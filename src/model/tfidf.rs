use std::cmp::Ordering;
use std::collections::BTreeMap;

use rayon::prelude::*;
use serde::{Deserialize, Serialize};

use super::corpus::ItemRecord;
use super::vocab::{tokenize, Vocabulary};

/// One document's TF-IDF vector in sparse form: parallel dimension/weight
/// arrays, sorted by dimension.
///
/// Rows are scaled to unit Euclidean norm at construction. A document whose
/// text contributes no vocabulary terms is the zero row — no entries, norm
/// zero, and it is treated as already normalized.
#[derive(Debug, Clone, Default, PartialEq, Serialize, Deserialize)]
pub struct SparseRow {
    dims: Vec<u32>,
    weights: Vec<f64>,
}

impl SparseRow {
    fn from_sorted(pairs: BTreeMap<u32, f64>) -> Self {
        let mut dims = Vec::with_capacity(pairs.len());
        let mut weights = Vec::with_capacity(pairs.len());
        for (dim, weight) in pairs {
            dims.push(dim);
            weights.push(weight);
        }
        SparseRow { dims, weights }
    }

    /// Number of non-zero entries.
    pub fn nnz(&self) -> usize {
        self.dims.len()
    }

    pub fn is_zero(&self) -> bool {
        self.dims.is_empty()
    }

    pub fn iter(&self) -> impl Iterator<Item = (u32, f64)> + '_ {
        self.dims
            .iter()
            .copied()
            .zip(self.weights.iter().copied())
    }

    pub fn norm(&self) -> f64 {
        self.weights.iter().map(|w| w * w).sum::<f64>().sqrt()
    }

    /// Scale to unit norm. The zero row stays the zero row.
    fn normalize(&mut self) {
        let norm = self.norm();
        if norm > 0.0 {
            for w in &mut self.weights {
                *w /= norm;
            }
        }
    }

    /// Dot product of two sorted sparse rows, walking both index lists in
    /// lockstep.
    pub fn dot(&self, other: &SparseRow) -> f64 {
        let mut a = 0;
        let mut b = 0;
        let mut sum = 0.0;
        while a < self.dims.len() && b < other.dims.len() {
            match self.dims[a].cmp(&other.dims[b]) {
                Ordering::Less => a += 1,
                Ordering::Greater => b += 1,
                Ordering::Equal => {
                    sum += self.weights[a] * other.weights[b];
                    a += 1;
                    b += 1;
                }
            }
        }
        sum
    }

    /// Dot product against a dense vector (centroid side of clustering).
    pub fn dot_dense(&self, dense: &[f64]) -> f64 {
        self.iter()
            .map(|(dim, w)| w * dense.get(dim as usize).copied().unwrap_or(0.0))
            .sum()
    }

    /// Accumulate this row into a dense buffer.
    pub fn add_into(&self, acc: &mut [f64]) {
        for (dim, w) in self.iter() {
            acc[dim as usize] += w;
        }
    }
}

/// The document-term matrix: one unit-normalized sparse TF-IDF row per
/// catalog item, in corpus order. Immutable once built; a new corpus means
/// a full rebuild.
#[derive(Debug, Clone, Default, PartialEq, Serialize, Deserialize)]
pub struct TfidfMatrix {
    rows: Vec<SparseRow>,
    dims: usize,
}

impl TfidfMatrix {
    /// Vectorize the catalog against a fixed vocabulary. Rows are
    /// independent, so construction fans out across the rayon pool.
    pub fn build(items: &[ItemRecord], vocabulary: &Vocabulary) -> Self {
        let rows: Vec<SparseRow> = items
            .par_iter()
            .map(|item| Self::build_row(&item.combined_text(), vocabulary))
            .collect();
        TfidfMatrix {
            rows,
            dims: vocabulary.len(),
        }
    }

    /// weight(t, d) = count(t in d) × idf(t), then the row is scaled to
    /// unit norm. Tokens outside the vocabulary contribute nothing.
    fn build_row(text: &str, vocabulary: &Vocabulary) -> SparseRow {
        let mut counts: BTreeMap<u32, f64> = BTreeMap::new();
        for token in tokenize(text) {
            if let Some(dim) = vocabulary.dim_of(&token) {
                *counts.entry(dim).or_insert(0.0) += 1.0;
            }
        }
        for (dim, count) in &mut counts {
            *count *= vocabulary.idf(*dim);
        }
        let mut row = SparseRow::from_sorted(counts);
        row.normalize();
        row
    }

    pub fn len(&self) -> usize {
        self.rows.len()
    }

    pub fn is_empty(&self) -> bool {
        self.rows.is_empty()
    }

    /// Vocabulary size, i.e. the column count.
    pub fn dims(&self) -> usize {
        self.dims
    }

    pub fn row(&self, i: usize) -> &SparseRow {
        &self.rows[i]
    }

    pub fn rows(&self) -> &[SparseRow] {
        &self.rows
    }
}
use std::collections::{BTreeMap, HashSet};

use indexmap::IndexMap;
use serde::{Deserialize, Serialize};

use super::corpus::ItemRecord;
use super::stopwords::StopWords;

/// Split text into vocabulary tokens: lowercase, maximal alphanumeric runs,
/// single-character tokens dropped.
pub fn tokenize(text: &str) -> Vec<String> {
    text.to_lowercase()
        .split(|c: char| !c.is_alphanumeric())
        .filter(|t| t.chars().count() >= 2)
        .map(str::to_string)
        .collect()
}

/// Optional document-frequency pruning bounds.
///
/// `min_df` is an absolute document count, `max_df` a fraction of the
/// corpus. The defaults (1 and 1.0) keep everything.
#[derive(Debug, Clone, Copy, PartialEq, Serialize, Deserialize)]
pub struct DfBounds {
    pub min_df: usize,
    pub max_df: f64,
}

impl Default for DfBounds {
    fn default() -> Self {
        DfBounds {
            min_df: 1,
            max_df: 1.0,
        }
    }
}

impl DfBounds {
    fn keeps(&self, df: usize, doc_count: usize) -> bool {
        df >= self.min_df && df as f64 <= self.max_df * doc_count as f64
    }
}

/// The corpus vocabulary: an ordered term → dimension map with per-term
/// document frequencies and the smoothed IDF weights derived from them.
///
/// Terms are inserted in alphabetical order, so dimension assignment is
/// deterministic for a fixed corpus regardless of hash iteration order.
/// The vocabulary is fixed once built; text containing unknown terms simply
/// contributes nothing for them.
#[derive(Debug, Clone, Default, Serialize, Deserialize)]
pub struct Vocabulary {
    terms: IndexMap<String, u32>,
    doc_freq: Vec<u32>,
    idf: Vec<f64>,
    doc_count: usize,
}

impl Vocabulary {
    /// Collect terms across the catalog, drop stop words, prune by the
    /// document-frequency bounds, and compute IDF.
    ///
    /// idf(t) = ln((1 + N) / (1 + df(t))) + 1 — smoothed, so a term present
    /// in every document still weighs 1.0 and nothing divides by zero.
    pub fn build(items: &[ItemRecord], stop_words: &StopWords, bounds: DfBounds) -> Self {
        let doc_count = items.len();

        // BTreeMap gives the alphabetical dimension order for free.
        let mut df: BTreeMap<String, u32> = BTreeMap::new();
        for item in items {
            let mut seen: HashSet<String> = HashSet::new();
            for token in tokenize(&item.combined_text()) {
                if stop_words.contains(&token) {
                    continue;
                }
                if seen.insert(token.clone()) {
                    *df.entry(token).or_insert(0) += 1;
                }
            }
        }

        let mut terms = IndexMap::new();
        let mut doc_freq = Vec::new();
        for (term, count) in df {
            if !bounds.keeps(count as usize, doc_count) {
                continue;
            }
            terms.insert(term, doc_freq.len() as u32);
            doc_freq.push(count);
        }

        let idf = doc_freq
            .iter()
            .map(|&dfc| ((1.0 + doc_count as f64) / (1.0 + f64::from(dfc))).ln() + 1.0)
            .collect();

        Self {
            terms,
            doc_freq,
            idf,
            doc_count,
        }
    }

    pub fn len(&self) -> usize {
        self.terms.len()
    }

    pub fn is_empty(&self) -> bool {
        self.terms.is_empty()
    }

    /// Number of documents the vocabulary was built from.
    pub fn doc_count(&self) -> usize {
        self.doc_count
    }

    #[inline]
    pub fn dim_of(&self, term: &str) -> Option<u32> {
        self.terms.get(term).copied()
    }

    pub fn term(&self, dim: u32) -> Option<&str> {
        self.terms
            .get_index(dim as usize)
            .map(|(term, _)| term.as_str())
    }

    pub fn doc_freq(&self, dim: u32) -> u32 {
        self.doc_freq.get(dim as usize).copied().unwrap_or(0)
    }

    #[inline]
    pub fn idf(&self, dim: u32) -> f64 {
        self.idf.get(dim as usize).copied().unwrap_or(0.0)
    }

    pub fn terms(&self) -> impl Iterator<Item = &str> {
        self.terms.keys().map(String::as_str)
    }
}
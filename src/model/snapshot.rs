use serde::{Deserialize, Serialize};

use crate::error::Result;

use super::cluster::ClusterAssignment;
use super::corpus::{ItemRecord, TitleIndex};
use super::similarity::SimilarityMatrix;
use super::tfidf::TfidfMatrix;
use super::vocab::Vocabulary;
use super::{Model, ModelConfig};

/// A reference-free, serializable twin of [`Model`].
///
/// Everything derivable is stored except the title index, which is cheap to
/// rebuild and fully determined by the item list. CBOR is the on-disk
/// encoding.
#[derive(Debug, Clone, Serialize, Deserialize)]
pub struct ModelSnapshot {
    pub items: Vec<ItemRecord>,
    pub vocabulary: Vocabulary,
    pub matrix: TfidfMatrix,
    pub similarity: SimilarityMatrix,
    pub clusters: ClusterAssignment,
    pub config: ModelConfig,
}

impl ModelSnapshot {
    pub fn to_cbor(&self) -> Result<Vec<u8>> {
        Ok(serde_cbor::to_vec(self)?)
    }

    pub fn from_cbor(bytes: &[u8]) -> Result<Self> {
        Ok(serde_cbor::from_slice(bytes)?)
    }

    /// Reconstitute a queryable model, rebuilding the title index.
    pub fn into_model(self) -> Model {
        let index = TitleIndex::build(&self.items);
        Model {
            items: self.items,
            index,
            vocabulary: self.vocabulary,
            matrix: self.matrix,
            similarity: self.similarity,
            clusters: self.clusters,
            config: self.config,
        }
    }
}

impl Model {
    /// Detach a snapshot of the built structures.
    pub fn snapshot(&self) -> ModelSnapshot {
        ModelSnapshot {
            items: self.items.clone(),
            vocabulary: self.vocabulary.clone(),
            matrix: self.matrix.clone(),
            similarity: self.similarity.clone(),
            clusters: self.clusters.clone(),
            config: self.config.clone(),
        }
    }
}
= = =
(Problem requirements): Reproduce, word for word and in full, only the lines above that start at the line with "prune by the" and run through the line with "let mut seen: HashSet<String>", both ends included.

(Answer section):
    /// Collect terms across the catalog, drop stop words, prune by the
    /// document-frequency bounds, and compute IDF.
    ///
    /// idf(t) = ln((1 + N) / (1 + df(t))) + 1 — smoothed, so a term present
    /// in every document still weighs 1.0 and nothing divides by zero.
    pub fn build(items: &[ItemRecord], stop_words: &StopWords, bounds: DfBounds) -> Self {
        let doc_count = items.len();

        // BTreeMap gives the alphabetical dimension order for free.
        let mut df: BTreeMap<String, u32> = BTreeMap::new();
        for item in items {
            let mut seen: HashSet<String> = HashSet::new();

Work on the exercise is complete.